### [WORK REQUIRED]
For the material below, return exactly the lines starting at the line containing "a center point." and ending at the line containing "vertices sorted by", both ends included, and no others.

### [AVAILABLE RECORDS]
========================================================================

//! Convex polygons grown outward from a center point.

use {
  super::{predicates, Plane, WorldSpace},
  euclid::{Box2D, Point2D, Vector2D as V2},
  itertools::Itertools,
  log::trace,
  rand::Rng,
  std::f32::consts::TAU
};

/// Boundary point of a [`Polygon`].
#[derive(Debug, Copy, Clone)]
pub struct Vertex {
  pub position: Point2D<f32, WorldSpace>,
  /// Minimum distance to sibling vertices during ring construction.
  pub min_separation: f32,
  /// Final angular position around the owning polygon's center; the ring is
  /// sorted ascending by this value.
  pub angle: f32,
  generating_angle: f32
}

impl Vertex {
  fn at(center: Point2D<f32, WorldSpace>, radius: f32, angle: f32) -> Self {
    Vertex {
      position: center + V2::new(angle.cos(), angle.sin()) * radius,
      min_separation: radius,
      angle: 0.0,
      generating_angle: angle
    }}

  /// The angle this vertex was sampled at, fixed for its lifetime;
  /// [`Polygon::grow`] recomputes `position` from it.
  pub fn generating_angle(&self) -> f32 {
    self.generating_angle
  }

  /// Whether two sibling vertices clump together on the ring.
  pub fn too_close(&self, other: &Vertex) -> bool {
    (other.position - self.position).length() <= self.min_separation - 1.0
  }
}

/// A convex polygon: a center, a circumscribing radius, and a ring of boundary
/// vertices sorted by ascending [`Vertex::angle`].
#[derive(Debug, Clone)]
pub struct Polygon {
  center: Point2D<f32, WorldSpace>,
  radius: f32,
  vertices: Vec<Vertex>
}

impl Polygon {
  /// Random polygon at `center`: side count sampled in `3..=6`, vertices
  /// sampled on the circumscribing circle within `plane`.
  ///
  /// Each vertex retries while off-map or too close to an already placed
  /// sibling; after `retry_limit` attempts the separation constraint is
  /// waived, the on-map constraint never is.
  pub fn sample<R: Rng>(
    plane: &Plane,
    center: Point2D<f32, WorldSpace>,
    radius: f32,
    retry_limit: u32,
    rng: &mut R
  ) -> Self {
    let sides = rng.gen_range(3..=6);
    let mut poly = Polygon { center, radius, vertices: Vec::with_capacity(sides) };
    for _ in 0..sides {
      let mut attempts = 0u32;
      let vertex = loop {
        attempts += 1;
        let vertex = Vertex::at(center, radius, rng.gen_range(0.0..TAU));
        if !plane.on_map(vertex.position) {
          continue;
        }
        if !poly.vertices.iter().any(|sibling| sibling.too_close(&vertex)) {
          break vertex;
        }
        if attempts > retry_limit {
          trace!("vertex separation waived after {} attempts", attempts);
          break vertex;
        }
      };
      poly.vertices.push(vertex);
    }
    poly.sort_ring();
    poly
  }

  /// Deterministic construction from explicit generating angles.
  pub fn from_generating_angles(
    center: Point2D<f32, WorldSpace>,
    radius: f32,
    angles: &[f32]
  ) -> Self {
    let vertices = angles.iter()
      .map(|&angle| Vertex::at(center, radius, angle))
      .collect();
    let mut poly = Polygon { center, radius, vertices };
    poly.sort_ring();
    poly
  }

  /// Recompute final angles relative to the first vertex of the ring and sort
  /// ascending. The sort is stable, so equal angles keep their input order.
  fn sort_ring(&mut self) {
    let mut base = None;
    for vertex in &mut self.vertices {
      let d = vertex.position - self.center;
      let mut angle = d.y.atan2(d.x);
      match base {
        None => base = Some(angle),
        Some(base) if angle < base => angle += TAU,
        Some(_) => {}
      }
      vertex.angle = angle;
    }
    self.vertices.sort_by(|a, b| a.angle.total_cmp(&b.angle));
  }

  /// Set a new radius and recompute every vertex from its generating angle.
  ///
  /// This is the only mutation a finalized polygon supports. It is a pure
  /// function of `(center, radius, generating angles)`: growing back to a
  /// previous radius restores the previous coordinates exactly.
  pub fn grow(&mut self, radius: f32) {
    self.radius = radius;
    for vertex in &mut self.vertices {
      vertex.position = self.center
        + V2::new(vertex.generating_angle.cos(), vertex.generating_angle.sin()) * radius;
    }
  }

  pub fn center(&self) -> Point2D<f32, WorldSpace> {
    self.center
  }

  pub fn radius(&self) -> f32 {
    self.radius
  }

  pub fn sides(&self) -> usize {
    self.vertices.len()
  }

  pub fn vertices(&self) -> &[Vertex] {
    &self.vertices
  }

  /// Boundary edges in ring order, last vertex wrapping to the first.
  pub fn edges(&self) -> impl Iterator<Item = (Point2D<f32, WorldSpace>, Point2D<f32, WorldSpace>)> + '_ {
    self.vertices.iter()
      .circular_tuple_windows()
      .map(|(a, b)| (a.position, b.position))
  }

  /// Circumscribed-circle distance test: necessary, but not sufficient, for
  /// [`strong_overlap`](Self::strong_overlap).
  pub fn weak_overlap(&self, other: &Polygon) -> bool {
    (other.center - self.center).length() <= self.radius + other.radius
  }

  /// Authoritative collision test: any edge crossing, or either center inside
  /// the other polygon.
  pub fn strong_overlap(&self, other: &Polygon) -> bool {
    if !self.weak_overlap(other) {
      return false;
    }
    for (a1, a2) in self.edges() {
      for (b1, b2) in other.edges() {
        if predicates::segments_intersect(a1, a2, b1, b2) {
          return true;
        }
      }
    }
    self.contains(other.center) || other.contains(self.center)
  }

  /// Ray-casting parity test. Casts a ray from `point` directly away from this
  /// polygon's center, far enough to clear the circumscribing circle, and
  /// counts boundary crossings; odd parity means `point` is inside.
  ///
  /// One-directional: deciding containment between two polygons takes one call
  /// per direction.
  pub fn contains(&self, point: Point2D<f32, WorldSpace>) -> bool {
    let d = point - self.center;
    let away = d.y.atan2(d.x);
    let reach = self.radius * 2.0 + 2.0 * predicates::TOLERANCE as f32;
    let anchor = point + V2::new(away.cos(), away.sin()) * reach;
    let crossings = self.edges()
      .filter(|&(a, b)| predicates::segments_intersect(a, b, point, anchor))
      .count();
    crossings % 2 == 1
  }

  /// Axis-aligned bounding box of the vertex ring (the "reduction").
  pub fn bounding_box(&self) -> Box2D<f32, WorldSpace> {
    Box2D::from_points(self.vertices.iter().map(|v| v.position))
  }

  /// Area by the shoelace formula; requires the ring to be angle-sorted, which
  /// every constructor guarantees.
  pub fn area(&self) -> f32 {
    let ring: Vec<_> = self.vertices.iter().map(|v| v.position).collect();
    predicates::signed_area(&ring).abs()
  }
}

========================================================================

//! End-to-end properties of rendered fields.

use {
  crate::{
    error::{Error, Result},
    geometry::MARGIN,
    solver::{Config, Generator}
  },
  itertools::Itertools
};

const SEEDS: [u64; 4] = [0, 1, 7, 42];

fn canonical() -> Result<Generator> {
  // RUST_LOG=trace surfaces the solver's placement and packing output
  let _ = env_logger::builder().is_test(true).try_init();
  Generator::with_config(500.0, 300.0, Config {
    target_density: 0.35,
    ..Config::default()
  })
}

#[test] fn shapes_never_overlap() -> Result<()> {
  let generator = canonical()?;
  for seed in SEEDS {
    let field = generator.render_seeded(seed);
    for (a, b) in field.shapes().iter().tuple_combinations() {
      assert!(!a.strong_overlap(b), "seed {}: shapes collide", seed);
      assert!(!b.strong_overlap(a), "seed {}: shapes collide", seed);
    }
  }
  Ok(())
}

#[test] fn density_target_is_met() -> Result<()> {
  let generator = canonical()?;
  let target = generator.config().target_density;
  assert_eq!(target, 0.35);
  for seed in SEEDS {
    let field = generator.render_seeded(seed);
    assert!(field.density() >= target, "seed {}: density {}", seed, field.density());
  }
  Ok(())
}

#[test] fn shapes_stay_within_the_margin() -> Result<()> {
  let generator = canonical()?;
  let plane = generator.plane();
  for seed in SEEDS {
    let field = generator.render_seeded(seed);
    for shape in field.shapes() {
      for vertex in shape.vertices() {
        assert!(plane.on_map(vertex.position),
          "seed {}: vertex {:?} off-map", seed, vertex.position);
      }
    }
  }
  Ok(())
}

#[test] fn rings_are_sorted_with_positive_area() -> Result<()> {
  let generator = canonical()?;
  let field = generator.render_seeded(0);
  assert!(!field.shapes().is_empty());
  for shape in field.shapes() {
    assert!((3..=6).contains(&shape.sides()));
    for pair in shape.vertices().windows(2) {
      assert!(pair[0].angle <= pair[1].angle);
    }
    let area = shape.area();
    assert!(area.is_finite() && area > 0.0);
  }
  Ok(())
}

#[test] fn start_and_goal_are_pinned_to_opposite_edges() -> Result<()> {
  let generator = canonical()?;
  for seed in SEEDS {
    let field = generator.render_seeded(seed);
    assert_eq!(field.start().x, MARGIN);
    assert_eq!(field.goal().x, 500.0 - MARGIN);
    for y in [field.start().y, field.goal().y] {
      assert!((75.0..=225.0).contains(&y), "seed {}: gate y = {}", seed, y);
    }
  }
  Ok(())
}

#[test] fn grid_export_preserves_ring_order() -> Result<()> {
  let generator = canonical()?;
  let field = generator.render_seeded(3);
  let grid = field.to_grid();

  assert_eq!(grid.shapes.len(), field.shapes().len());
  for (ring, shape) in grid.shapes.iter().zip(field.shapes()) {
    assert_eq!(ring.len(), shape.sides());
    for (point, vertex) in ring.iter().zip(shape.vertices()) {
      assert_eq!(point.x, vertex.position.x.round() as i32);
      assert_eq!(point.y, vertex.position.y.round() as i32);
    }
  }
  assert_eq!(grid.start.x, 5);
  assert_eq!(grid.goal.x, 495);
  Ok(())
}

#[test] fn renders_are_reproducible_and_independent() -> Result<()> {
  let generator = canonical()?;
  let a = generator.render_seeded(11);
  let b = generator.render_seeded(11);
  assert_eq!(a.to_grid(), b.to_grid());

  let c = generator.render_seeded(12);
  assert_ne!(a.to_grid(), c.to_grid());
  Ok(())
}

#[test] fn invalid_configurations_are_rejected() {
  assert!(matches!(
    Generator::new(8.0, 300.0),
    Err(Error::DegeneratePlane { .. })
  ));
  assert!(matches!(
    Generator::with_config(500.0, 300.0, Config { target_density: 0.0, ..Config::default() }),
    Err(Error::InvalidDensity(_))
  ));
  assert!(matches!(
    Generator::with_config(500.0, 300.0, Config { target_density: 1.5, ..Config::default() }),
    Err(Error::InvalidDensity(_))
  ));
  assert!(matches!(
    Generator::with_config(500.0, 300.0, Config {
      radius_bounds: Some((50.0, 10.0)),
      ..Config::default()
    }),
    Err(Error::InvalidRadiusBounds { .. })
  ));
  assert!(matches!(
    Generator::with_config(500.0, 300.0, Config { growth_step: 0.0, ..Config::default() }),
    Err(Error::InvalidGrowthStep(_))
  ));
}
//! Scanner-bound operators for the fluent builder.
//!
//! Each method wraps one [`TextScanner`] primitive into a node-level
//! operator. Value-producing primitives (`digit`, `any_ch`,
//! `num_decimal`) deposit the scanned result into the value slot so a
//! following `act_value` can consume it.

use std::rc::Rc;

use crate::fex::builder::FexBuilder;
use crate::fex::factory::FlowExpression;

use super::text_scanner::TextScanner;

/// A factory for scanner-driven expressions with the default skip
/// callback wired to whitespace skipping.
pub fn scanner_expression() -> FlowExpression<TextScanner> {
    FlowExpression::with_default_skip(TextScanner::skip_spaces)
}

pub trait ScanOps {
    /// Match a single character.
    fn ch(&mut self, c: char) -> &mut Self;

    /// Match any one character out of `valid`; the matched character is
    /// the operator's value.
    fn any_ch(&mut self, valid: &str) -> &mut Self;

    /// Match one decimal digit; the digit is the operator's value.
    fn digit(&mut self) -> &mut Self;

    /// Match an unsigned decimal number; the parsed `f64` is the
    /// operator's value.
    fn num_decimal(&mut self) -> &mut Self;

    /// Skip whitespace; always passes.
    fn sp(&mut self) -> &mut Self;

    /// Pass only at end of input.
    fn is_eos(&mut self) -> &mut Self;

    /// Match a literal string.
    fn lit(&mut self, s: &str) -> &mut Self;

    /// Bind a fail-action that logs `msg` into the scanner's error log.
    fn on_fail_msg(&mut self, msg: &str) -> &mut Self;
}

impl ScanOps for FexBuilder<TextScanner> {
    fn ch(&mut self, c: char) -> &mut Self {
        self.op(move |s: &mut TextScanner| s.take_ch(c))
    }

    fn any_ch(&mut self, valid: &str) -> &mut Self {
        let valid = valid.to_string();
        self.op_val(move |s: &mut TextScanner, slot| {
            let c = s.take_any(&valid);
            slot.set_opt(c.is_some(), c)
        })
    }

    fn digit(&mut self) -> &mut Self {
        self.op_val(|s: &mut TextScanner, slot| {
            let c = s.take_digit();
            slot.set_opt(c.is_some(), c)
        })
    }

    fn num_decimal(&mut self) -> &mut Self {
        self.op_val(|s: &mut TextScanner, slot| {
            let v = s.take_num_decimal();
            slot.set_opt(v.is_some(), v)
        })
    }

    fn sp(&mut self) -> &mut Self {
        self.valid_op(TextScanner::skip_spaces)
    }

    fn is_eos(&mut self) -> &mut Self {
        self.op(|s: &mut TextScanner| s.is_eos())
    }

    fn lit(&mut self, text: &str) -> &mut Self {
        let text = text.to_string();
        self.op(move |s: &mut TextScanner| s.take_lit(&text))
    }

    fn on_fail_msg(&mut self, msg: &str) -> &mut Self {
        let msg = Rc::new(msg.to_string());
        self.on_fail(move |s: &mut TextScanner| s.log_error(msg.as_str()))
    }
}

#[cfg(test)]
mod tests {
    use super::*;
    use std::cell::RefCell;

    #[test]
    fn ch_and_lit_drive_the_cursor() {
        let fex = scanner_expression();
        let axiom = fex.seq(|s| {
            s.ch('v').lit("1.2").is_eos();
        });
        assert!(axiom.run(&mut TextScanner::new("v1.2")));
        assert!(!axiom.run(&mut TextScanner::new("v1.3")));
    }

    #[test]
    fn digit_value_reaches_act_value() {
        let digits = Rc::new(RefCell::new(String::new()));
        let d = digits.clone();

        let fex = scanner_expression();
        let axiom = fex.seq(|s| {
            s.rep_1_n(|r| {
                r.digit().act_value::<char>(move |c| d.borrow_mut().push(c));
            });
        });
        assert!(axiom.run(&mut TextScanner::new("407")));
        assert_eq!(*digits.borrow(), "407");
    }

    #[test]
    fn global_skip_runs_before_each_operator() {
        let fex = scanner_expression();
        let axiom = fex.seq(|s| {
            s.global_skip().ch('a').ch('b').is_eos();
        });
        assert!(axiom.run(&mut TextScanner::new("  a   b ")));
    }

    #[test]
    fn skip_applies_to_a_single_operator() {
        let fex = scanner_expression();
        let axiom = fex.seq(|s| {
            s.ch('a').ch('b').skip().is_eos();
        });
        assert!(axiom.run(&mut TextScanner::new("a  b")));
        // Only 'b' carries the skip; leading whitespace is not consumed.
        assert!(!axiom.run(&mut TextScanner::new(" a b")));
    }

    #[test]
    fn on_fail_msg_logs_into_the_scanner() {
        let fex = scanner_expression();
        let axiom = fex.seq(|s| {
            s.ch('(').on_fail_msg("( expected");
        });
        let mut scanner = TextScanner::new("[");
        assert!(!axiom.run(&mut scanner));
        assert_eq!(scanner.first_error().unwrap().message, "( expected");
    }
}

========================================================================

### [TASK OUTPUT]
//! Convex polygons grown outward from a center point.

use {
  super::{predicates, Plane, WorldSpace},
  euclid::{Box2D, Point2D, Vector2D as V2},
  itertools::Itertools,
  log::trace,
  rand::Rng,
  std::f32::consts::TAU
};

/// Boundary point of a [`Polygon`].
#[derive(Debug, Copy, Clone)]
pub struct Vertex {
  pub position: Point2D<f32, WorldSpace>,
  /// Minimum distance to sibling vertices during ring construction.
  pub min_separation: f32,
  /// Final angular position around the owning polygon's center; the ring is
  /// sorted ascending by this value.
  pub angle: f32,
  generating_angle: f32
}

impl Vertex {
  fn at(center: Point2D<f32, WorldSpace>, radius: f32, angle: f32) -> Self {
    Vertex {
      position: center + V2::new(angle.cos(), angle.sin()) * radius,
      min_separation: radius,
      angle: 0.0,
      generating_angle: angle
    }}

  /// The angle this vertex was sampled at, fixed for its lifetime;
  /// [`Polygon::grow`] recomputes `position` from it.
  pub fn generating_angle(&self) -> f32 {
    self.generating_angle
  }

  /// Whether two sibling vertices clump together on the ring.
  pub fn too_close(&self, other: &Vertex) -> bool {
    (other.position - self.position).length() <= self.min_separation - 1.0
  }
}

/// A convex polygon: a center, a circumscribing radius, and a ring of boundary
/// vertices sorted by ascending [`Vertex::angle`].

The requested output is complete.